Method for reducing a number of switching cycles when controlling a multiphase converter

Abstract

A method for controlling a polyphase inverter that includes a number of half bridges connected into an intermediate voltage circuit and center taps between switching elements. By cyclically switching the switching elements, the respective center taps of the half bridges are connected to an upper intermediate circuit rail or to a lower intermediate circuit rail of the intermediate voltage circuit according to the principle of pulse width modulation. The switching elements of at least one half bridge are driven in a modified manner, at least in some time intervals, in that the switching pulses of at least two consecutive periods of the pulse width modulation are concatenated directly in time as one switching pulse. In this way, the switching frequencies of the correspondingly driven switching elements and thus the switching losses of the latter can be further reduced.

Claims

1. A method of controlling a polyphase inverter, the polyphase inverter having a plurality of half bridges switched into a DC link with an upper busbar and a lower busbar, having switching elements, and center taps between the switching elements, the method comprising: by clocked switching of the switching elements with pulse width modulation, connecting respective center taps of the half bridges to the upper busbar or to the lower busbar of the DC link; and driving the switching elements of at least one half-bridge in modified form at least during given time segments by temporally arranging the switching pulses of at least two successive periods of the pulse width modulation directly next to one another as one switching pulse; wherein a number of switching cycles is reduced when performing the step of driving the switching elements of the at least one half-bridge in the modified form in comparison to a situation where the switching elements of the at least one half-bridge is not driven in the modified form.
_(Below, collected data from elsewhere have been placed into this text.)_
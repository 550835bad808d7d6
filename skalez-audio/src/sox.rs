// skalez -- a live scale and chord finder for MIDI keyboards
// Copyright (C) 2021  Fabian Thorand
//
// This program is free software: you can redistribute it and/or modify
// it under the terms of the GNU Affero General Public License as published by
// the Free Software Foundation, either version 3 of the License, or
// (at your option) any later version.
//
// This program is distributed in the hope that it will be useful,
// but WITHOUT ANY WARRANTY; without even the implied warranty of
// MERCHANTABILITY or FITNESS FOR A PARTICULAR PURPOSE.  See the
// GNU Affero General Public License for more details.
//
// You should have received a copy of the GNU Affero General Public License
// along with this program.  If not, see <https://www.gnu.org/licenses/>.

//! Sending rendered audio to the speakers or a file through sox.

use std::io::{self, Write};
use std::path::Path;
use std::process::{Child, ChildStdin, Command, Stdio};

use log::error;

use crate::error::AudioError;
use crate::wave::AudioBuffer;

/// Destination of rendered buffers.
pub trait Sink {
    /// Consume the next buffer. Failures are handled by the sink itself.
    fn write(&mut self, buffer: &AudioBuffer);
}

/// Discards everything.
#[derive(Debug, Default)]
pub struct NullSink;

impl Sink for NullSink {
    fn write(&mut self, _buffer: &AudioBuffer) {}
}

pub enum SoxTarget<'a> {
    Play,
    File(&'a Path),
}

/// Pipes raw audio into a `play` or `sox` child process.
pub struct SoxSink {
    child: Child,
    audio_stream: Option<ChildStdin>,
    buffer: Vec<u8>,
    error: bool,
}

impl SoxSink {
    pub fn new(sample_rate: f64, target: SoxTarget) -> Result<Self, AudioError> {
        let sample_rate_str = format!("{}", sample_rate.round() as u32);
        let input_args = &[
            "-R", // make the output reproducible
            "--channels",
            "2",
            "--rate",
            &sample_rate_str,
            "--type",
            "f64",
            "/dev/stdin",
        ];

        // For properly recording the sox dependency on nix:
        let (play, sox) = if let Some(sox_bin) = option_env!("NIX_SOX_BIN") {
            log::debug!("using sox from nix store {}", sox_bin);
            (Path::new(sox_bin).join("play"), Path::new(sox_bin).join("sox"))
        } else {
            ("play".into(), "sox".into())
        };

        let spawned = match target {
            SoxTarget::Play => Command::new(&play)
                .args(input_args)
                .stdin(Stdio::piped())
                .stdout(Stdio::null())
                .stderr(Stdio::null())
                .spawn()
                .map_err(|source| AudioError::SpawnSox {
                    program: play.display().to_string(),
                    source,
                }),
            SoxTarget::File(outfile) => Command::new(&sox)
                .args(input_args)
                .arg(outfile)
                .stdin(Stdio::piped())
                .spawn()
                .map_err(|source| AudioError::SpawnSox {
                    program: sox.display().to_string(),
                    source,
                }),
        };
        Ok(Self::from_child(spawned?))
    }

    fn from_child(mut child: Child) -> Self {
        let audio_stream = child.stdin.take();
        Self {
            child,
            audio_stream,
            buffer: Vec::new(),
            error: false,
        }
    }

    /// Whether a write has failed, after which all audio is dropped.
    pub fn has_failed(&self) -> bool {
        self.error
    }

    /// Close the stream and wait for sox to write out everything it received.
    pub fn finish(mut self) -> Result<(), AudioError> {
        drop(self.audio_stream.take());
        let status = self
            .child
            .wait()
            .map_err(|source| AudioError::WriteSox { source })?;
        if status.success() {
            Ok(())
        } else {
            Err(AudioError::SoxFailed { status })
        }
    }

    fn write_bytes(&mut self) -> io::Result<()> {
        match self.audio_stream.as_mut() {
            Some(stream) => stream.write_all(&self.buffer).and_then(|_| stream.flush()),
            None => Err(io::Error::new(io::ErrorKind::BrokenPipe, "sox stdin is closed")),
        }
    }
}

impl Sink for SoxSink {
    fn write(&mut self, buffer: &AudioBuffer) {
        if self.error {
            return;
        }

        if self.buffer.len() != buffer.byte_len() {
            self.buffer.resize(buffer.byte_len(), 0);
        }
        buffer.copy_bytes_to(&mut self.buffer);

        if let Err(err) = self.write_bytes() {
            error!("{}", AudioError::WriteSox { source: err });
            self.error = true;
        }
    }
}

/// Closing the stream lets sox exit on its own, waiting reaps the process.
impl Drop for SoxSink {
    fn drop(&mut self) {
        drop(self.audio_stream.take());
        if let Err(err) = self.child.wait() {
            error!("Failed to wait for sox: {}", err);
        }
    }
}

impl<S: Sink + ?Sized> Sink for Box<S> {
    fn write(&mut self, buffer: &AudioBuffer) {
        (**self).write(buffer)
    }
}

#[cfg(all(test, target_os = "linux"))]
mod test {
    use super::*;

    /// Stands in for sox: consumes stdin until it is closed.
    fn cat_sink() -> SoxSink {
        let child = Command::new("cat")
            .stdin(Stdio::piped())
            .stdout(Stdio::null())
            .spawn()
            .unwrap();
        SoxSink::from_child(child)
    }

    #[test]
    fn dropping_reaps_the_child() {
        let mut sink = cat_sink();
        let pid = sink.child.id();
        sink.write(&AudioBuffer::new(64));
        assert!(!sink.has_failed());
        drop(sink);
        assert!(!Path::new(&format!("/proc/{}", pid)).exists());
    }

    #[test]
    fn finish_reports_success() {
        let mut sink = cat_sink();
        sink.write(&AudioBuffer::new(16));
        sink.finish().unwrap();
    }
}
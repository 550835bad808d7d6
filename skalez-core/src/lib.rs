// skalez -- a live scale and chord finder for MIDI keyboards
// Copyright (C) 2021  Fabian Thorand
//
// This program is free software: you can redistribute it and/or modify
// it under the terms of the GNU Affero General Public License as published by
// the Free Software Foundation, either version 3 of the License, or
// (at your option) any later version.
//
// This program is distributed in the hope that it will be useful,
// but WITHOUT ANY WARRANTY; without even the implied warranty of
// MERCHANTABILITY or FITNESS FOR A PARTICULAR PURPOSE.  See the
// GNU Affero General Public License for more details.
//
// You should have received a copy of the GNU Affero General Public License
// along with this program.  If not, see <https://www.gnu.org/licenses/>.

// Notes and what happens to them
pub mod event;
pub mod note;
pub mod state;
pub mod tracker;

// Music theory
pub mod chord;
pub mod scale;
2. The method according to claim 1, which comprises driving the switching elements of at least one half bridge in modified form by arranging the switching pulses of at least three successive periods temporally directly next to one another as one switching pulse.

3. The method according to claim 1, which comprises driving the switching elements of different half bridges in modified form at different times.

4. The method according to claim 1, which comprises, at least in time segments, simultaneously driving the switching elements of a plurality of half bridges in modified form.

5. The method according to claim 1, which comprises performing the step of driving the switching elements of the at least one half-bridge in the modified form at least during the given time segments depending on a parameter characterizing an AC user connected to the inverter.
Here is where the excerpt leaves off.